GONE: Revolutionizing Knowledge Unlearning in Large Language Models
research#llm🔬 Research|Analyzed: Mar 16, 2026 04:03•
Published: Mar 16, 2026 04:00
•1 min read
•ArXiv NLPAnalysis
This research introduces GONE, a groundbreaking benchmark and framework that tackles the crucial challenge of unlearning unwanted knowledge in 大規模言語モデル (LLM). The innovative Neighborhood-Expanded Distribution Shaping (NEDS) method shows remarkable performance, setting a new standard for knowledge editing and unlearning.
Key Takeaways
- •GONE offers a novel benchmark to evaluate knowledge unlearning in 大規模言語モデル (LLMs) over structured knowledge graphs.

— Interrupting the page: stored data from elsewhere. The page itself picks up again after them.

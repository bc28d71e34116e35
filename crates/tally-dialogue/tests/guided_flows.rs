// SPDX-FileCopyrightText: 2026 Tally Contributors
// SPDX-License-Identifier: MIT OR Apache-2.0

//! Button-driven flows: add expense, funds, credit payments and resets.

use chrono::Local;
use tally_config::model::DialogueConfig;
use tally_core::{
    DateRange, LedgerStore, NewCategory, NewExpense, NewPaymentMethod, PaymentKind,
};
use tally_dialogue::format;
use tally_test_utils::{Sent, TestHarness};
use tracing_test::traced_test;

async fn harness() -> TestHarness {
    TestHarness::new().await.unwrap()
}

async fn seed_expense(h: &TestHarness, amount: f64, category: &str, payment_method: &str) {
    h.store
        .create_expense(NewExpense {
            amount,
            category: category.to_string(),
            payment_method: payment_method.to_string(),
            description: None,
            date: Local::now().date_naive(),
        })
        .await
        .unwrap();
}

#[tokio::test]
async fn add_expense_flow_advances_one_step_at_a_time() {
    let h = harness().await;

    h.tap("menu:add_expense").await;
    assert_eq!(h.state_name().await, "add_expense_select_category");

    h.tap_labelled("Uncategorized").await;
    assert_eq!(h.state_name().await, "add_expense_select_payment");

    h.tap_labelled("Telegram").await;
    assert_eq!(h.state_name().await, "add_expense_amount");
    let before = h.state().await.unwrap().data;

    h.send_text("abc").await;
    assert!(h.last_text().await.starts_with("Invalid amount"));
    let after = h.state().await.unwrap();
    assert_eq!(after.state, "add_expense_amount");
    assert_eq!(after.data, before);

    h.send_text("-5").await;
    assert_eq!(h.state_name().await, "add_expense_amount");

    h.send_text("12.50").await;
    assert_eq!(h.state_name().await, "add_expense_description");

    h.send_text("coffee beans").await;
    assert_eq!(h.state_name().await, "none");

    let expenses = h.ledger.list_expenses(DateRange::all()).await.unwrap();
    assert_eq!(expenses.len(), 1);
    assert_eq!(expenses[0].amount, 12.5);
    assert_eq!(expenses[0].category, "Uncategorized");
    assert_eq!(expenses[0].payment_method, "Telegram");
    assert_eq!(expenses[0].description.as_deref(), Some("coffee beans"));

    let telegram = h
        .ledger
        .find_payment_method("Telegram")
        .await
        .unwrap()
        .unwrap();
    assert_eq!(telegram.kind, PaymentKind::Cash);
    assert_eq!(telegram.balance, -12.5);
}

#[tokio::test]
async fn description_can_be_skipped() {
    let h = harness().await;
    h.store.create_category(NewCategory::named("Food")).await.unwrap();
    h.store
        .create_payment_method(NewPaymentMethod::new("Visa", PaymentKind::Credit))
        .await
        .unwrap();

    h.tap("menu:add_expense").await;
    h.tap_labelled("Food").await;
    h.tap_labelled("Visa").await;
    h.send_text("$1,250").await;
    h.tap("skip").await;

    assert_eq!(h.state_name().await, "none");
    let expenses = h.ledger.list_expenses(DateRange::all()).await.unwrap();
    assert_eq!(expenses[0].amount, 1250.0);
    assert_eq!(expenses[0].description, None);
    let visa = h.ledger.find_payment_method("Visa").await.unwrap().unwrap();
    assert_eq!(visa.balance, 1250.0);
    assert!(h.last_text().await.contains("$1250.00 owed"));
}

#[tokio::test]
async fn typed_text_at_a_button_step_reprompts() {
    let h = harness().await;
    h.tap("menu:add_expense").await;
    let offered = h.mock_channel.last_options().await;

    h.send_text("groceries please").await;

    assert_eq!(h.state_name().await, "add_expense_select_category");
    assert_eq!(h.mock_channel.last_options().await, offered);
    assert!(h.mock_provider.prompts().await.is_empty());
}

#[tokio::test]
async fn fund_category_flow() {
    let h = harness().await;
    h.store.create_category(NewCategory::named("Food")).await.unwrap();

    h.tap("menu:add_funds").await;
    assert_eq!(h.state_name().await, "none");
    h.tap("menu:fund_category").await;
    assert_eq!(h.state_name().await, "select_category_for_fund");
    h.tap_labelled("Food").await;
    assert_eq!(h.state_name().await, "add_fund_category_amount");
    h.send_text("200").await;

    assert_eq!(h.state_name().await, "none");
    let food = h.ledger.find_category("Food").await.unwrap().unwrap();
    assert_eq!(food.balance, 200.0);
    assert_eq!(h.ledger.mutations().await, vec!["add_category_funds"]);
}

#[tokio::test]
async fn fund_category_without_categories_says_so() {
    let h = harness().await;
    h.tap("menu:fund_category").await;
    assert_eq!(h.state_name().await, "none");
    assert!(h.last_text().await.contains("no categories yet"));
}

#[tokio::test]
async fn fund_cash_creates_cash_wallet() {
    let h = harness().await;

    h.tap("menu:fund_cash").await;
    assert_eq!(h.state_name().await, "add_fund_cash_amount");
    h.send_text("1,000").await;

    let cash = h.ledger.find_payment_method("Cash").await.unwrap().unwrap();
    assert_eq!(cash.kind, PaymentKind::Cash);
    assert_eq!(cash.balance, 1000.0);
    assert_eq!(
        h.ledger.mutations().await,
        vec!["create_payment_method", "add_payment_method_funds"]
    );
}

#[tokio::test]
async fn fund_debit_flow() {
    let h = harness().await;

    h.tap("menu:fund_debit").await;
    assert!(h.last_text().await.contains("no debit cards"));
    assert_eq!(h.state_name().await, "none");

    h.store
        .create_payment_method(NewPaymentMethod::new("Checking", PaymentKind::Debit))
        .await
        .unwrap();
    h.tap("menu:fund_debit").await;
    assert_eq!(h.state_name().await, "select_debit_for_fund");
    h.tap_labelled("Checking").await;
    assert_eq!(h.state_name().await, "add_fund_debit_amount");
    h.send_text("250").await;

    let checking = h
        .ledger
        .find_payment_method("Checking")
        .await
        .unwrap()
        .unwrap();
    assert_eq!(checking.balance, 250.0);
}

#[tokio::test]
async fn credit_card_payment_reduces_debt() {
    let h = harness().await;
    h.store
        .create_payment_method(NewPaymentMethod::new("Amex", PaymentKind::Credit))
        .await
        .unwrap();
    seed_expense(&h, 100.0, "Travel", "Amex").await;

    h.tap("menu:pay_credit").await;
    assert_eq!(h.state_name().await, "select_credit_for_payment");
    h.tap_labelled("Amex").await;
    assert_eq!(h.state_name().await, "pay_credit_amount");
    assert!(h.last_text().await.contains("$100.00"));
    h.send_text("40").await;

    let amex = h.ledger.find_payment_method("Amex").await.unwrap().unwrap();
    assert_eq!(amex.balance, 60.0);
    assert!(h.last_text().await.contains("Still owed: $60.00"));
    assert_eq!(h.state_name().await, "none");
}

#[tokio::test]
async fn reset_category_asks_first() {
    let h = harness().await;
    h.store.create_category(NewCategory::named("Food")).await.unwrap();
    seed_expense(&h, 20.0, "Food", "Cash").await;

    h.tap("menu:reset_category").await;
    h.tap_labelled("Food").await;
    assert_eq!(h.state_name().await, "confirm_category_reset");
    assert_eq!(h.mock_channel.last_options().await, vec!["confirm", "cancel"]);

    h.tap("cancel").await;
    assert_eq!(
        h.ledger.list_expenses(DateRange::all()).await.unwrap().len(),
        1
    );

    h.tap("menu:reset_category").await;
    h.tap_labelled("Food").await;
    h.tap("confirm").await;

    assert_eq!(h.state_name().await, "none");
    assert!(h.ledger.list_expenses(DateRange::all()).await.unwrap().is_empty());
    let food = h.ledger.find_category("Food").await.unwrap().unwrap();
    assert_eq!(food.balance, 0.0);
    assert!(h.last_text().await.contains("Removed 1 expenses"));
}

#[tokio::test]
async fn reset_without_confirmation_when_disabled() {
    let h = TestHarness::builder()
        .with_dialogue(DialogueConfig {
            confirm_reset: false,
            ..DialogueConfig::default()
        })
        .build()
        .await
        .unwrap();
    h.store.create_category(NewCategory::named("Food")).await.unwrap();
    seed_expense(&h, 20.0, "Food", "Cash").await;

    h.tap("menu:reset_category").await;
    h.tap_labelled("Food").await;

    assert_eq!(h.state_name().await, "none");
    assert_eq!(h.ledger.mutations().await, vec!["reset_category"]);
}

#[tokio::test]
async fn stale_flow_expires() {
    let h = harness().await;
    h.tap("menu:fund_cash").await;
    h.backdate_state(3_601).await;

    h.send_text("50").await;

    assert_eq!(h.state_name().await, "none");
    assert_eq!(h.last_text().await, format::FALLBACK);
    let cash = h.ledger.find_payment_method("Cash").await.unwrap().unwrap();
    assert_eq!(cash.balance, 0.0);
}

#[tokio::test]
async fn fresh_flow_survives_and_zero_ttl_never_expires() {
    let h = harness().await;
    h.tap("menu:fund_cash").await;
    h.backdate_state(60).await;
    h.send_text("50").await;
    let cash = h.ledger.find_payment_method("Cash").await.unwrap().unwrap();
    assert_eq!(cash.balance, 50.0);

    let h = TestHarness::builder()
        .with_dialogue(DialogueConfig {
            state_ttl_secs: 0,
            ..DialogueConfig::default()
        })
        .build()
        .await
        .unwrap();
    h.tap("menu:fund_cash").await;
    h.backdate_state(86_400 * 30).await;
    h.send_text("5").await;
    let cash = h.ledger.find_payment_method("Cash").await.unwrap().unwrap();
    assert_eq!(cash.balance, 5.0);
}

#[tokio::test]
async fn buttons_that_do_not_match_the_state_are_expired() {
    let h = harness().await;

    h.tap("confirm").await;
    assert_eq!(h.last_text().await, format::EXPIRED);

    h.tap("garbage:payload").await;
    assert_eq!(h.last_text().await, format::EXPIRED);

    h.tap("menu:fund_cash").await;
    h.tap("skip").await;
    assert_eq!(h.last_text().await, format::EXPIRED);
    assert_eq!(h.state_name().await, "add_fund_cash_amount");
    assert_eq!(h.mock_channel.acks().await.len(), 4);
}

#[tokio::test]
async fn vanished_category_ends_the_flow() {
    let h = harness().await;
    h.tap("menu:add_expense").await;

    h.tap("cat:9999").await;

    assert!(h.last_text().await.contains("That category no longer exists"));
    assert_eq!(h.state_name().await, "none");
}

#[tokio::test]
#[traced_test]
async fn unreadable_state_is_discarded() {
    let h = harness().await;
    h.states
        .insert_raw(
            h.state_key().as_str(),
            "add_expense_amount",
            Some(serde_json::json!({"categoryId": "three"})),
        )
        .await;

    h.send_text("12").await;

    assert_eq!(h.state_name().await, "none");
    assert_eq!(h.mock_provider.prompts().await.len(), 1);
    assert!(logs_contain("discarding unreadable conversation state"));
}

#[tokio::test]
async fn menu_tap_abandons_current_flow() {
    let h = harness().await;
    h.tap("menu:fund_cash").await;

    h.tap("menu:summary").await;

    assert_eq!(h.state_name().await, "none");
    assert!(h.last_text().await.contains("No expenses this month"));
}

#[tokio::test]
async fn export_and_delete_last_from_menu() {
    let h = harness().await;
    seed_expense(&h, 7.25, "Food", "Cash").await;

    h.tap("menu:export").await;
    let documents = h.mock_channel.documents().await;
    assert_eq!(documents.len(), 1);
    let Sent::Document {
        filename, bytes, ..
    } = &documents[0]
    else {
        unreachable!()
    };
    assert!(filename.starts_with("expenses-") && filename.ends_with(".csv"));
    let csv = String::from_utf8(bytes.clone()).unwrap();
    assert!(csv.starts_with("date,amount,category,payment_method,description"));
    assert!(csv.contains("7.25"));

    h.tap("menu:delete_last").await;
    assert!(h.last_text().await.contains("Deleted"));
    assert!(h.ledger.list_expenses(DateRange::all()).await.unwrap().is_empty());

    h.tap("menu:delete_last").await;
    assert!(h.last_text().await.contains("no expenses to delete"));
}

#[tokio::test]
async fn delete_last_removes_the_latest_entry_even_if_backdated() {
    let h = harness().await;
    seed_expense(&h, 10.0, "Food", "Cash").await;
    h.store
        .create_expense(NewExpense {
            amount: 99.0,
            category: "Food".to_string(),
            payment_method: "Cash".to_string(),
            description: Some("old receipt".to_string()),
            date: Local::now().date_naive() - chrono::Days::new(30),
        })
        .await
        .unwrap();

    h.tap("menu:delete_last").await;

    let remaining = h.ledger.list_expenses(DateRange::all()).await.unwrap();
    assert_eq!(remaining.len(), 1);
    assert_eq!(remaining[0].amount, 10.0);
    assert!(h.last_text().await.contains("old receipt"));
}

/// Every list row offered since the last `clear_sent`, with each message's size.
async fn list_options(h: &TestHarness) -> (Vec<String>, Vec<usize>) {
    let mut options = Vec::new();
    let mut sizes = Vec::new();
    for sent in h.mock_channel.sent().await {
        if let Sent::List { .. } = &sent {
            let rows = sent.options();
            sizes.push(rows.len());
            options.extend(rows);
        }
    }
    (options, sizes)
}

#[tokio::test]
async fn whatsapp_gets_lists_and_reply_buttons() {
    let h = TestHarness::builder().on_whatsapp().build().await.unwrap();

    h.send_text("menu").await;
    let (options, sizes) = list_options(&h).await;
    assert!(sizes.iter().all(|&n| n <= 10), "{sizes:?}");
    assert_eq!(options.len(), 11);
    assert!(options.contains(&"menu:help".to_string()), "{options:?}");

    h.respond(r#"{"action":"add_expense","amount":3}"#).await;
    h.send_text("3 for gum").await;
    let Some(Sent::Buttons { buttons, .. }) = h.mock_channel.last().await else {
        panic!("confirmation should render as reply buttons");
    };
    assert_eq!(buttons.len(), 2);
    assert_eq!(buttons[0].data, "confirm");
}

#[tokio::test]
async fn whatsapp_long_category_list_keeps_every_choice_and_cancel() {
    let h = TestHarness::builder().on_whatsapp().build().await.unwrap();
    let mut ids = Vec::new();
    for n in 1..=12 {
        let category = h
            .store
            .create_category(NewCategory::named(format!("Category {n}")))
            .await
            .unwrap();
        ids.push(format!("cat:{}", category.id));
    }

    h.tap("menu:add_expense").await;

    let (options, sizes) = list_options(&h).await;
    assert!(sizes.len() > 1);
    assert!(sizes.iter().all(|&n| n <= 10), "{sizes:?}");
    for id in &ids {
        assert!(options.contains(id), "{id} unreachable in {options:?}");
    }
    assert_eq!(h.mock_channel.last_options().await.last().map(String::as_str), Some("cancel"));

    // A category on the second page is as good as one on the first.
    h.tap(&ids[11]).await;
    assert_eq!(h.state_name().await, "add_expense_select_payment");
}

- •The Neighborhood-Expanded Distribution Shaping (NEDS) framework demonstrates superior performance in knowledge unlearning.
- •The research addresses crucial issues related to safety, privacy, and intellectual property in LLMs.
Reference / Citation
View Original"In addition, Neighborhood-Expanded Distribution Shaping (NEDS), a novel unlearning framework, is designed to leverage graph connectivity and identify anchor correlated neighbors, enforcing a precise decision boundary between the forgotten fact and its semantic neighborhood."